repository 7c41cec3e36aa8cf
//! Student repository interface

use async_trait::async_trait;

use super::model::{
    Student, StudentFilter, StudentInput, StudentSessionEntry, StudentWithCounts, UpsertOutcome,
};
use crate::domain::DomainResult;
use crate::shared::{PageRequest, PaginatedResult};

#[async_trait]
pub trait StudentRepository: Send + Sync {
    /// Filtered, sorted page of students with attendance totals
    async fn list(
        &self,
        filter: StudentFilter,
        page: PageRequest,
    ) -> DomainResult<PaginatedResult<StudentWithCounts>>;

    async fn find_with_counts(&self, id: i32) -> DomainResult<Option<StudentWithCounts>>;

    async fn find_by_phone(&self, phone: &str) -> DomainResult<Option<Student>>;

    /// Insert a student, returning its id. Duplicate phone → `Conflict`.
    async fn create(&self, input: StudentInput) -> DomainResult<i32>;

    /// Replace all writable fields. Unknown id → `NotFound`.
    async fn update(&self, id: i32, input: StudentInput) -> DomainResult<()>;

    async fn update_notes(&self, id: i32, notes: Option<String>) -> DomainResult<()>;

    /// Delete the student's attendance rows, then the student.
    async fn delete(&self, id: i32) -> DomainResult<()>;

    /// Attendance history of one student, most recent session first
    async fn sessions_for_student(
        &self,
        student_id: i32,
        page: PageRequest,
    ) -> DomainResult<PaginatedResult<StudentSessionEntry>>;

    /// Every student ordered by name, for export
    async fn all(&self) -> DomainResult<Vec<Student>>;

    /// Insert, or update every field except phone when the phone exists.
    async fn upsert_by_phone(&self, input: StudentInput) -> DomainResult<UpsertOutcome>;
}
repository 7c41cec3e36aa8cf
//! Report rows
//!
//! These are read-only projections over students and attendance; nothing
//! here is ever written back.

use chrono::{Datelike, NaiveDate};

#[derive(Debug, Clone, Copy, PartialEq, Eq)]
pub struct Summary {
    pub total_students: u64,
    pub total_sessions: u64,
    pub total_attendance: u64,
}

/// Student count for one birth or graduation year
#[derive(Debug, Clone, Copy, PartialEq, Eq)]
pub struct YearCount {
    pub year: i32,
    pub count: u64,
}

#[derive(Debug, Clone, PartialEq, Eq)]
pub struct GenderCount {
    pub gender: String,
    pub count: u64,
}

#[derive(Debug, Clone, PartialEq)]
pub struct BirthdayEntry {
    pub id: i32,
    pub name: String,
    pub phone: String,
    pub address: Option<String>,
    pub birthdate: NaiveDate,
    pub gender: Option<String>,
    pub graduation_year: Option<i32>,
    pub age: i32,
}

/// Whole years between `birthdate` and `today`
pub fn age_on(birthdate: NaiveDate, today: NaiveDate) -> i32 {
    let mut age = today.year() - birthdate.year();
    if (today.month(), today.day()) < (birthdate.month(), birthdate.day()) {
        age -= 1;
    }
    age
}

/// A student with attendance totals, for the exact-count report
#[derive(Debug, Clone, PartialEq)]
pub struct AttendanceTally {
    pub id: i32,
    pub name: String,
    pub phone: String,
    pub present_count: i64,
    pub absent_count: i64,
}

impl AttendanceTally {
    pub fn total(&self) -> i64 {
        self.present_count + self.absent_count
    }

    /// `round(100 * present / total)`, 0 for a student with no rows
    pub fn percent_present(&self) -> i64 {
        let total = self.total();
        if total <= 0 {
            return 0;
        }
        (100.0 * self.present_count as f64 / total as f64).round() as i64
    }
}
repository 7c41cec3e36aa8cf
//! Liveness and database health

pub mod handlers;

pub use handlers::*;
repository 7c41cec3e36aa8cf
//! Server runtime.
//!
//! [`ServerHandle`] owns the whole lifecycle: database init, migrations,
//! the default admin, the REST API and graceful shutdown. The CLI binary
//! and integration harnesses both start the service through it.

use std::net::SocketAddr;
use std::sync::{Arc, OnceLock};

use metrics_exporter_prometheus::{PrometheusBuilder, PrometheusHandle};
use sea_orm::DatabaseConnection;
use tracing::{error, info, warn};

use crate::application::IdentityService;
use crate::config::AppConfig;
use crate::domain::RepositoryProvider;
use crate::infrastructure::crypto::jwt::JwtConfig;
use crate::infrastructure::{init_database, run_migrations, DatabaseConfig, SeaOrmRepositoryProvider};
use crate::interfaces::http::{create_router, AppState};
use crate::shared::shutdown::{ShutdownCoordinator, ShutdownSignal};

// ── Options ────────────────────────────────────────────────────────

/// Options for starting the attendance service.
pub struct ServerOptions {
    /// Application configuration.
    pub config: AppConfig,
    /// Run database migrations on startup (default: true).
    pub auto_migrate: bool,
    /// Create the configured admin when the users table is empty (default: true).
    pub create_default_admin: bool,
}

impl Default for ServerOptions {
    fn default() -> Self {
        Self {
            config: AppConfig::default(),
            auto_migrate: true,
            create_default_admin: true,
        }
    }
}

// ── ServerHandle ───────────────────────────────────────────────────

/// Handle to a running service.
///
/// # Examples
///
/// ```rust,no_run
/// use attendance::server::{ServerHandle, ServerOptions};
///
/// #[tokio::main]
/// async fn main() -> Result<(), Box<dyn std::error::Error>> {
///     let handle = ServerHandle::start(ServerOptions::default()).await?;
///     // ... wait for shutdown signal ...
///     handle.shutdown().await;
///     Ok(())
/// }
/// ```
pub struct ServerHandle {
    /// Repository provider for data access.
    pub repos: Arc<dyn RepositoryProvider>,
    /// The configuration the server was started with.
    pub config: AppConfig,
    /// Address the REST API is bound to.
    pub local_addr: SocketAddr,

    db: DatabaseConnection,
    shutdown: ShutdownCoordinator,
    api_task: tokio::task::JoinHandle<()>,
}

impl ServerHandle {
    /// Start the service with the given options.
    ///
    /// This will:
    /// 1. Install the Prometheus metrics recorder
    /// 2. Connect to the database and run migrations
    /// 3. Create the default admin (if enabled)
    /// 4. Start the REST API server (with Swagger UI)
    pub async fn start(opts: ServerOptions) -> Result<Self, Box<dyn std::error::Error>> {
        let app_cfg = opts.config;

        info!("Starting attendance service...");

        let prometheus_handle = prometheus_handle();

        // ── Database ───────────────────────────────────────────
        let db_config = DatabaseConfig::from(&app_cfg.database);
        let db = init_database(&db_config).await?;

        if opts.auto_migrate {
            run_migrations(&db).await?;
        }

        // ── Repositories & Services ────────────────────────────
        let repos: Arc<dyn RepositoryProvider> =
            Arc::new(SeaOrmRepositoryProvider::new(db.clone()));

        let jwt_config = JwtConfig::from(&app_cfg.security);
        info!(
            "JWT configured with {}h token expiration",
            jwt_config.expiration_hours
        );
        let identity = Arc::new(IdentityService::new(
            repos.clone(),
            jwt_config,
            app_cfg.security.bcrypt_cost,
        ));

        if opts.create_default_admin {
            match identity.ensure_default_admin(&app_cfg.admin).await {
                Ok(Some(admin)) => {
                    info!("Default admin created: {}", admin.email);
                    warn!("Please change the default admin password");
                }
                Ok(None) => {}
                Err(e) => error!("Failed to create default admin: {}", e),
            }
        }

        // ── REST API server ────────────────────────────────────
        let shutdown = ShutdownCoordinator::new(app_cfg.server.shutdown_timeout);
        let shutdown_signal = shutdown.signal();

        let state = AppState::new(repos.clone(), identity, db.clone(), prometheus_handle);
        let router = create_router(state, &app_cfg.server);

        let api_addr = format!("{}:{}", app_cfg.server.api_host, app_cfg.server.api_port);
        let listener = tokio::net::TcpListener::bind(&api_addr).await?;
        let local_addr = listener.local_addr()?;
        info!("REST API server listening on http://{}", local_addr);
        info!("Swagger UI available at http://{}/docs/", local_addr);

        let api_server = axum::serve(
            listener,
            router.into_make_service_with_connect_info::<SocketAddr>(),
        )
        .with_graceful_shutdown(async move {
            shutdown_signal.wait().await;
            info!("REST API server received shutdown signal");
        });

        let api_task = tokio::spawn(async move {
            if let Err(e) = api_server.await {
                error!("REST API server error: {}", e);
            }
        });

        Ok(Self {
            repos,
            config: app_cfg,
            local_addr,
            db,
            shutdown,
            api_task,
        })
    }

    /// Get a cloneable shutdown signal.
    pub fn shutdown_signal(&self) -> ShutdownSignal {
        self.shutdown.signal()
    }

    /// Install OS signal listeners (SIGTERM, SIGINT) that trigger shutdown.
    pub fn install_signal_handler(&self) {
        self.shutdown.start_signal_listener();
    }

    /// Trigger graceful shutdown without waiting for it.
    pub fn trigger_shutdown(&self) {
        self.shutdown.signal().trigger();
    }

    /// Wait for the server to stop after shutdown has been triggered.
    ///
    /// In-flight requests get `shutdown_timeout` seconds to finish.
    pub async fn wait(self) {
        self.shutdown.signal().wait().await;
        info!("Waiting for in-flight requests to complete...");

        let api_task = self.api_task;
        let finished = self
            .shutdown
            .run_with_timeout(async move {
                match api_task.await {
                    Ok(()) => info!("REST API server stopped"),
                    Err(e) => error!("REST API server task panicked: {}", e),
                }
            })
            .await;
        if !finished {
            warn!("Shutdown timed out; dropping remaining connections");
        }

        if let Err(e) = self.db.close().await {
            warn!("Error closing database connection: {}", e);
        } else {
            info!("Database connection closed");
        }

        info!("Attendance service shutdown complete");
    }

    /// Trigger shutdown and wait for completion.
    pub async fn shutdown(self) {
        info!("Shutting down attendance service...");
        self.trigger_shutdown();
        self.wait().await;
    }

    /// Check if the server is still running.
    pub fn is_running(&self) -> bool {
        !self.api_task.is_finished()
    }
}

// ── Helpers ────────────────────────────────────────────────────────

/// The process-wide Prometheus handle.
///
/// The global recorder can be installed only once per process, so a
/// restart inside the same process reuses it. When another recorder is
/// already installed the handle still renders, but stays empty.
fn prometheus_handle() -> PrometheusHandle {
    static PROM_HANDLE: OnceLock<PrometheusHandle> = OnceLock::new();

    PROM_HANDLE
        .get_or_init(|| match PrometheusBuilder::new().install_recorder() {
            Ok(handle) => {
                info!("Prometheus metrics recorder installed");
                handle
            }
            Err(e) => {
                warn!("Metrics recorder unavailable: {}", e);
                PrometheusBuilder::new().build_recorder().handle()
            }
        })
        .clone()
}

/// Initialize tracing (logging) from the application config.
///
/// Call this once at process startup (before [`ServerHandle::start`]).
/// `RUST_LOG` wins over the configured level.
pub fn init_tracing(config: &AppConfig) {
    use tracing_subscriber::layer::SubscriberExt;
    use tracing_subscriber::util::SubscriberInitExt;

    let env_filter = tracing_subscriber::EnvFilter::try_from_default_env()
        .unwrap_or_else(|_| tracing_subscriber::EnvFilter::new(&config.logging.level));

    match config.logging.format.to_lowercase().as_str() {
        "json" => {
            tracing_subscriber::registry()
                .with(env_filter)
                .with(tracing_subscriber::fmt::layer().json())
                .init();
        }
        _ => {
            tracing_subscriber::registry()
                .with(env_filter)
                .with(tracing_subscriber::fmt::layer())
                .init();
        }
    }
}

#[cfg(test)]
mod tests {
    use super::*;

    fn test_options() -> ServerOptions {
        let mut config = AppConfig::default();
        config.server.api_host = "127.0.0.1".into();
        config.server.api_port = 0;
        config.server.shutdown_timeout = 2;
        config.database.url = "sqlite::memory:".into();
        config.database.pool.max_connections = 1;
        config.security.bcrypt_cost = 4;
        ServerOptions {
            config,
            ..Default::default()
        }
    }

    #[tokio::test]
    async fn starts_serves_and_stops() {
        let handle = ServerHandle::start(test_options()).await.unwrap();
        assert!(handle.is_running());
        assert_ne!(handle.local_addr.port(), 0);

        // Default admin seeded into the empty database
        assert_eq!(handle.repos.users().count_admins().await.unwrap(), 1);

        let stream = tokio::net::TcpStream::connect(handle.local_addr).await;
        assert!(stream.is_ok());

        handle.shutdown().await;
    }
}
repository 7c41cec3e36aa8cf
//! Repository traits for the domain layer
//!
//! - `RepositoryProvider`: unified access to all per-aggregate repositories
//! - `DomainResult`: standard result type for domain operations

use super::attendance::AttendanceRepository;
use super::report::ReportRepository;
use super::session::SessionRepository;
use super::student::StudentRepository;
use super::user::UserRepository;
use crate::shared::errors::DomainError;

/// Result type for domain operations
pub type DomainResult<T> = Result<T, DomainError>;

/// Provides access to all domain repositories.
///
/// Consumers request only the repository they need:
///
/// ```ignore
/// async fn handle(repos: &dyn RepositoryProvider) {
///     let session = repos.sessions().find_with_counts(3).await?;
///     let inserted = repos.attendance().seed_absent(3).await?;
/// }
/// ```
pub trait RepositoryProvider: Send + Sync {
    fn students(&self) -> &dyn StudentRepository;
    fn sessions(&self) -> &dyn SessionRepository;
    fn attendance(&self) -> &dyn AttendanceRepository;
    fn reports(&self) -> &dyn ReportRepository;
    fn users(&self) -> &dyn UserRepository;
}
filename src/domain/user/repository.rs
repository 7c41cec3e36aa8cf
use async_trait::async_trait;

use super::model::{NewUser, User};
use crate::domain::DomainResult;

#[async_trait]
pub trait UserRepository: Send + Sync {
    /// Lookup by e-mail; callers pass the lower-cased form.
    async fn find_by_email(&self, email: &str) -> DomainResult<Option<User>>;

    async fn find_by_id(&self, id: i32) -> DomainResult<Option<User>>;

    /// Admin accounts, newest first
    async fn list_admins(&self) -> DomainResult<Vec<User>>;

    async fn count_admins(&self) -> DomainResult<u64>;

    async fn count(&self) -> DomainResult<u64>;

    /// Insert a user. Duplicate e-mail → `Conflict("Email already exists")`.
    async fn create(&self, user: NewUser) -> DomainResult<User>;

    async fn delete(&self, id: i32) -> DomainResult<()>;
}
//! SeaORM implementation of RepositoryProvider

use sea_orm::DatabaseConnection;

use crate::domain::attendance::AttendanceRepository;
use crate::domain::report::ReportRepository;
use crate::domain::repositories::RepositoryProvider;
use crate::domain::session::SessionRepository;
use crate::domain::student::StudentRepository;
use crate::domain::user::UserRepository;

use super::attendance_repository::SeaOrmAttendanceRepository;
use super::report_repository::SeaOrmReportRepository;
use super::session_repository::SeaOrmSessionRepository;
use super::student_repository::SeaOrmStudentRepository;
use super::user_repository::SeaOrmUserRepository;

/// Unified repository provider backed by SeaORM.
///
/// Holds one connection pool and exposes per-aggregate repository accessors.
pub struct SeaOrmRepositoryProvider {
    db: DatabaseConnection,
    students: SeaOrmStudentRepository,
    sessions: SeaOrmSessionRepository,
    attendance: SeaOrmAttendanceRepository,
    reports: SeaOrmReportRepository,
    users: SeaOrmUserRepository,
}

impl SeaOrmRepositoryProvider {
    pub fn new(db: DatabaseConnection) -> Self {
        Self {
            students: SeaOrmStudentRepository::new(db.clone()),
            sessions: SeaOrmSessionRepository::new(db.clone()),
            attendance: SeaOrmAttendanceRepository::new(db.clone()),
            reports: SeaOrmReportRepository::new(db.clone()),
            users: SeaOrmUserRepository::new(db.clone()),
            db,
        }
    }

    /// Underlying pool, used for health checks and shutdown
    pub fn connection(&self) -> &DatabaseConnection {
        &self.db
    }
}

impl RepositoryProvider for SeaOrmRepositoryProvider {
    fn students(&self) -> &dyn StudentRepository {
        &self.students
    }

    fn sessions(&self) -> &dyn SessionRepository {
        &self.sessions
    }

    fn attendance(&self) -> &dyn AttendanceRepository {
        &self.attendance
    }

    fn reports(&self) -> &dyn ReportRepository {
        &self.reports
    }

    fn users(&self) -> &dyn UserRepository {
        &self.users
    }
}
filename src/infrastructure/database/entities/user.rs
//! User entity for database

use chrono::{DateTime, Utc};
use sea_orm::entity::prelude::*;

/// User role
#[derive(Debug, Clone, Copy, PartialEq, Eq, EnumIter, DeriveActiveEnum)]
#[sea_orm(rs_type = "String", db_type = "String(StringLen::N(20))")]
pub enum UserRole {
    #[sea_orm(string_value = "admin")]
    Admin,
    #[sea_orm(string_value = "viewer")]
    Viewer,
}

#[derive(Clone, Debug, PartialEq, Eq, DeriveEntityModel)]
#[sea_orm(table_name = "users")]
pub struct Model {
    #[sea_orm(primary_key)]
    pub id: i32,
    pub name: String,
    #[sea_orm(unique)]
    pub email: String,
    pub password_hash: String,
    pub role: UserRole,
    pub created_at: DateTime<Utc>,
}

#[derive(Copy, Clone, Debug, EnumIter, DeriveRelation)]
pub enum Relation {}

impl ActiveModelBehavior for ActiveModel {}
//! Student DTOs

use chrono::{DateTime, NaiveDate, Utc};
use serde::{Deserialize, Serialize};
use utoipa::{IntoParams, ToSchema};
use validator::Validate;

use crate::application::ImportReport;
use crate::domain::{
    AttendanceStatus, StudentFilter, StudentInput, StudentSessionEntry, StudentSort,
    StudentWithCounts,
};
use crate::interfaces::http::common::not_blank;
use crate::shared::{normalize_text, parse_int_filter, to_date_only, to_int_or_null, SortKey};

// ── Requests ───────────────────────────────────────────────────

#[derive(Debug, Default, Deserialize, IntoParams)]
pub struct StudentListQuery {
    /// Contains-match on name, father name or last name
    pub name: Option<String>,
    pub phone: Option<String>,
    pub gender: Option<String>,
    pub graduation_year: Option<String>,
    /// `name_asc` (default), `name_desc`, `id_asc`, `id_desc`
    pub sort: Option<String>,
}

impl StudentListQuery {
    pub fn into_filter(self) -> StudentFilter {
        StudentFilter {
            name: normalize_text(self.name.as_deref()),
            phone: normalize_text(self.phone.as_deref()),
            gender: normalize_text(self.gender.as_deref()),
            graduation_year: parse_int_filter(self.graduation_year.as_deref()),
            sort: StudentSort::from_query(self.sort.as_deref()),
        }
    }
}

/// Create and update body. Optional fields are trimmed and blank values
/// stored as null; unreadable dates and years are stored as null too.
#[derive(Debug, Default, Deserialize, Validate, ToSchema)]
pub struct StudentRequest {
    #[serde(default)]
    #[validate(
        required(message = "Name and phone are required"),
        custom(function = "not_blank", message = "Name and phone are required")
    )]
    pub name: Option<String>,
    #[serde(default)]
    pub father_name: Option<String>,
    #[serde(default)]
    pub last_name: Option<String>,
    #[serde(default)]
    pub address: Option<String>,
    #[serde(default)]
    #[validate(
        required(message = "Name and phone are required"),
        custom(function = "not_blank", message = "Name and phone are required")
    )]
    pub phone: Option<String>,
    /// `YYYY-MM-DD` or an RFC 3339 timestamp
    #[serde(default)]
    pub birthdate: Option<String>,
    #[serde(default)]
    pub gender: Option<String>,
    #[serde(default)]
    pub source: Option<String>,
    /// Integer or numeric string
    #[serde(default)]
    #[schema(value_type = Option<i32>)]
    pub graduation_year: Option<serde_json::Value>,
    #[serde(default)]
    pub notes: Option<String>,
}

impl StudentRequest {
    pub fn into_input(self) -> StudentInput {
        StudentInput {
            name: normalize_text(self.name.as_deref()).unwrap_or_default(),
            father_name: normalize_text(self.father_name.as_deref()),
            last_name: normalize_text(self.last_name.as_deref()),
            address: normalize_text(self.address.as_deref()),
            phone: normalize_text(self.phone.as_deref()).unwrap_or_default(),
            birthdate: to_date_only(self.birthdate.as_deref()),
            gender: normalize_text(self.gender.as_deref()),
            source: normalize_text(self.source.as_deref()),
            graduation_year: to_int_or_null(self.graduation_year.as_ref()),
            notes: normalize_text(self.notes.as_deref()),
        }
    }
}

#[derive(Debug, Default, Deserialize, Validate, ToSchema)]
pub struct NotesRequest {
    #[serde(default)]
    pub notes: Option<String>,
}

// ── Responses ──────────────────────────────────────────────────

#[derive(Debug, Serialize, ToSchema)]
pub struct StudentResponse {
    pub id: i32,
    pub name: String,
    pub father_name: Option<String>,
    pub last_name: Option<String>,
    pub address: Option<String>,
    pub phone: String,
    pub birthdate: Option<NaiveDate>,
    pub gender: Option<String>,
    pub source: Option<String>,
    pub graduation_year: Option<i32>,
    pub notes: Option<String>,
    pub created_at: DateTime<Utc>,
    pub present_count: i64,
    pub absent_count: i64,
}

impl From<StudentWithCounts> for StudentResponse {
    fn from(row: StudentWithCounts) -> Self {
        let s = row.student;
        Self {
            id: s.id,
            name: s.name,
            father_name: s.father_name,
            last_name: s.last_name,
            address: s.address,
            phone: s.phone,
            birthdate: s.birthdate,
            gender: s.gender,
            source: s.source,
            graduation_year: s.graduation_year,
            notes: s.notes,
            created_at: s.created_at,
            present_count: row.present_count,
            absent_count: row.absent_count,
        }
    }
}

#[derive(Debug, Serialize, ToSchema)]
pub struct CreatedResponse {
    pub id: i32,
}

/// One session in a student's history
#[derive(Debug, Serialize, ToSchema)]
pub struct StudentSessionResponse {
    pub session_id: i32,
    pub title: String,
    pub session_date: NaiveDate,
    pub status: AttendanceStatus,
    pub marked_at: Option<DateTime<Utc>>,
}

impl From<StudentSessionEntry> for StudentSessionResponse {
    fn from(e: StudentSessionEntry) -> Self {
        Self {
            session_id: e.session_id,
            title: e.title,
            session_date: e.session_date,
            status: e.status,
            marked_at: e.marked_at,
        }
    }
}

#[derive(Debug, Serialize, ToSchema)]
pub struct ImportResponse {
    pub inserted: u32,
    pub updated: u32,
    pub skipped: u32,
    /// One message per skipped row, e.g. `Row 4: missing name or phone`
    pub errors: Vec<String>,
}

impl From<ImportReport> for ImportResponse {
    fn from(r: ImportReport) -> Self {
        Self {
            inserted: r.inserted,
            updated: r.updated,
            skipped: r.skipped,
            errors: r.errors,
        }
    }
}

#[cfg(test)]
mod tests {
    use super::*;
    use serde_json::json;

    #[test]
    fn request_normalises_optional_fields() {
        let req: StudentRequest = serde_json::from_value(json!({
            "name": " Sara ",
            "phone": "0790",
            "father_name": "   ",
            "birthdate": "2001-02-03T00:00:00Z",
            "graduation_year": "2026",
            "gender": "F"
        }))
        .unwrap();
        assert!(req.validate().is_ok());

        let input = req.into_input();
        assert_eq!(input.name, "Sara");
        assert_eq!(input.father_name, None);
        assert_eq!(input.birthdate, NaiveDate::from_ymd_opt(2001, 2, 3));
        assert_eq!(input.graduation_year, Some(2026));
    }

    #[test]
    fn missing_phone_fails_validation() {
        let req: StudentRequest = serde_json::from_value(json!({ "name": "Sara" })).unwrap();
        assert!(req.validate().is_err());

        let req: StudentRequest =
            serde_json::from_value(json!({ "name": "Sara", "phone": " " })).unwrap();
        assert!(req.validate().is_err());
    }

    #[test]
    fn unparseable_filters_do_not_constrain() {
        let filter = StudentListQuery {
            graduation_year: Some("abc".into()),
            sort: Some("shoe_size".into()),
            name: Some("  ".into()),
            ..Default::default()
        }
        .into_filter();
        assert_eq!(filter.graduation_year, None);
        assert_eq!(filter.sort, StudentSort::NameAsc);
        assert_eq!(filter.name, None);
    }
}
------------------------------------------------------------------------
[WORK INSTRUCTIONS] Search the records for the word "SeaOrmStudentRepository" and return every line that holds it.

[RESPONSE AREA]
use super::student_repository::SeaOrmStudentRepository;
    students: SeaOrmStudentRepository,
            students: SeaOrmStudentRepository::new(db.clone()),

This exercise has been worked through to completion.